What you need to do:
Every line below that contains the word "TailFree" must be copied.

:: The records ::

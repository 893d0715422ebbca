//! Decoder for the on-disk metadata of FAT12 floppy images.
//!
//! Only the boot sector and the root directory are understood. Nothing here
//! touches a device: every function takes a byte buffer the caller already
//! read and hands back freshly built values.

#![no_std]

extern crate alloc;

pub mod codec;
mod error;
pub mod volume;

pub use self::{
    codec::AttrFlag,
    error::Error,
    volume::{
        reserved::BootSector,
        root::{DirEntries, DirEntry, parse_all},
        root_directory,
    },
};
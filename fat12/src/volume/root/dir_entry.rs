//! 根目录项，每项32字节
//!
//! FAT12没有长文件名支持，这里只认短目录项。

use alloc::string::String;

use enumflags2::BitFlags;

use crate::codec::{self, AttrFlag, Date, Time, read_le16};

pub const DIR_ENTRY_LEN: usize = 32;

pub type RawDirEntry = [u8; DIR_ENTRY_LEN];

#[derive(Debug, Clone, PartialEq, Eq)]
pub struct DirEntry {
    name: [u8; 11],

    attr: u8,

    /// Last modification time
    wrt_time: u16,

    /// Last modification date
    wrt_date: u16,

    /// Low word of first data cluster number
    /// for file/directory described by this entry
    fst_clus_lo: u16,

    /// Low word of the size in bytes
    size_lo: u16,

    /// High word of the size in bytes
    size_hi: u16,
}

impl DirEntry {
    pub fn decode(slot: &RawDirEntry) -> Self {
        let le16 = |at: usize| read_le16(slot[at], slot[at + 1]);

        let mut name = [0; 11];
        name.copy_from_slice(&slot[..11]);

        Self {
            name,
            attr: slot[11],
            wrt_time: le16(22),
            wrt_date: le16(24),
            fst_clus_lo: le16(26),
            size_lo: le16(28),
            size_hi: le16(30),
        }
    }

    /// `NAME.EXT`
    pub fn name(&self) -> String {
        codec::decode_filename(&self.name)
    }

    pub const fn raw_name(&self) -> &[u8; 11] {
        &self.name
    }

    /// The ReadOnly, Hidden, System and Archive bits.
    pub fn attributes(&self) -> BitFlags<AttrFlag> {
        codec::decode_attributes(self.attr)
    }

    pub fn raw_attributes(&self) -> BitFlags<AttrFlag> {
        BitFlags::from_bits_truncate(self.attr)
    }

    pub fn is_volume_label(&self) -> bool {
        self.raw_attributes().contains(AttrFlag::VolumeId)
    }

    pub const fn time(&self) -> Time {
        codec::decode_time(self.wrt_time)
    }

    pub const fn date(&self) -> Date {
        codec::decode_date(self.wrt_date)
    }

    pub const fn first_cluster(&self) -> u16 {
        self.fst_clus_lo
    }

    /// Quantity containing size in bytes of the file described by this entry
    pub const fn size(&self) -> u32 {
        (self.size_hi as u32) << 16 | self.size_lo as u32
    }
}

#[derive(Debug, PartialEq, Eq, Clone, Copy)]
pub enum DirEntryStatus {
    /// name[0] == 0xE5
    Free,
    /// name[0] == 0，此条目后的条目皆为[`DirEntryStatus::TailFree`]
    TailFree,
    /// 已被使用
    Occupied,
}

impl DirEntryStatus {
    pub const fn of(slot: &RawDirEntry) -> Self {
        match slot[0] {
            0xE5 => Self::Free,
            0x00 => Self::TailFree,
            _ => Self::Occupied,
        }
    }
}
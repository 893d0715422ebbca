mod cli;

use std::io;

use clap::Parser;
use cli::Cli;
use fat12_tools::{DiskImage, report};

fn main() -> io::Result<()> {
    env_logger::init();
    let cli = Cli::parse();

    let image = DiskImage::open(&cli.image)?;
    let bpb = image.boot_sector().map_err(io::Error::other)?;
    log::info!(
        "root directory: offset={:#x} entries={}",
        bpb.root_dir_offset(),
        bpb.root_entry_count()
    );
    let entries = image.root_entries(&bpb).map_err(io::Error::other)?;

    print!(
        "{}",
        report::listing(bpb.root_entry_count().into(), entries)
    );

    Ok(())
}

:::
:: The records ::

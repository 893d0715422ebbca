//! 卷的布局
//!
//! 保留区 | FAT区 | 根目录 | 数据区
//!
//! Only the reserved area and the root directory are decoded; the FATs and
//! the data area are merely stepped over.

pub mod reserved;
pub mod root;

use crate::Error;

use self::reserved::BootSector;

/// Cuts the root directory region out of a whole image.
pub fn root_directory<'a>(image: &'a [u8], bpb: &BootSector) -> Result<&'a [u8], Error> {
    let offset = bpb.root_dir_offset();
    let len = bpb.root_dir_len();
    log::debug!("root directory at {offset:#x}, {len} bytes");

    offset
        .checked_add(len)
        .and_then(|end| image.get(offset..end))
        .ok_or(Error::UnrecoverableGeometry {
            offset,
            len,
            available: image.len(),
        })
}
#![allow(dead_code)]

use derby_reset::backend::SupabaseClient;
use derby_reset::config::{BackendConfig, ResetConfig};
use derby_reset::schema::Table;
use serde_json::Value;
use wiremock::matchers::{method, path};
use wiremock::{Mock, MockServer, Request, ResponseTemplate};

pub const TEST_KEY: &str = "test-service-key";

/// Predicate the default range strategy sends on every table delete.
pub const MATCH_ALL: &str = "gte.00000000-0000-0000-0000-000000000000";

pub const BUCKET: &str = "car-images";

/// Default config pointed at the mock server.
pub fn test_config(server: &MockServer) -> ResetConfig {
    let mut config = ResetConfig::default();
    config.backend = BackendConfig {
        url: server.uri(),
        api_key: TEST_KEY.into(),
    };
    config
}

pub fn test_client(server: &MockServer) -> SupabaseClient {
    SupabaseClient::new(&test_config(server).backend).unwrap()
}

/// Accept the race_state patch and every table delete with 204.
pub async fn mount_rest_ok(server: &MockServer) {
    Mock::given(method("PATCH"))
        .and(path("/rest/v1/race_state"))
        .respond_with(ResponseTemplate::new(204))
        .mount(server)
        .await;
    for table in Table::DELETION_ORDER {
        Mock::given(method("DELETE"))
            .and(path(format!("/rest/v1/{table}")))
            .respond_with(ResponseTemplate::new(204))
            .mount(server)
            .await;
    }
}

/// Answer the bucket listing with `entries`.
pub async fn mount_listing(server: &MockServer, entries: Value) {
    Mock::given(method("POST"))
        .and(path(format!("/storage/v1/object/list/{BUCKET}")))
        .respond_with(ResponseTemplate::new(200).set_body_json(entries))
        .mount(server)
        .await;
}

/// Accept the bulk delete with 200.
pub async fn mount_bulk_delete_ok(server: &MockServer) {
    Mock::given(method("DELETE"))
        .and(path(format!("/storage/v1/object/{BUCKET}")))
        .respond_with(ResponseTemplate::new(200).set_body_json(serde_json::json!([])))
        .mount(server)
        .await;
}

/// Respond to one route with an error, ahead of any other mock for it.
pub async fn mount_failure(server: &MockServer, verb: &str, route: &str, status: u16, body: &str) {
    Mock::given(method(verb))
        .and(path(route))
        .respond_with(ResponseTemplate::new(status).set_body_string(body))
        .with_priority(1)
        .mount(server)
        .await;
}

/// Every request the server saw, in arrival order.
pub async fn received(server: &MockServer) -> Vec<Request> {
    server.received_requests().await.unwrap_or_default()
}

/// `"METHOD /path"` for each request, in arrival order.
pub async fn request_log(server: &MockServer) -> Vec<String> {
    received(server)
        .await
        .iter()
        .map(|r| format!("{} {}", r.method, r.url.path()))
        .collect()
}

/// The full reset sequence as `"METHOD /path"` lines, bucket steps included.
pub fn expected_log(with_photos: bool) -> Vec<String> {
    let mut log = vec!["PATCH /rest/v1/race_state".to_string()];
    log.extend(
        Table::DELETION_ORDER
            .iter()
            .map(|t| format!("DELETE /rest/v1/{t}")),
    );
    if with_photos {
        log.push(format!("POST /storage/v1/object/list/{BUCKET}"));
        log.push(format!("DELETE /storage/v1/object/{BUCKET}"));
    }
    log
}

:::

Exercise output:
    /// name[0] == 0，此条目后的条目皆为[`DirEntryStatus::TailFree`]
    TailFree,
            0x00 => Self::TailFree,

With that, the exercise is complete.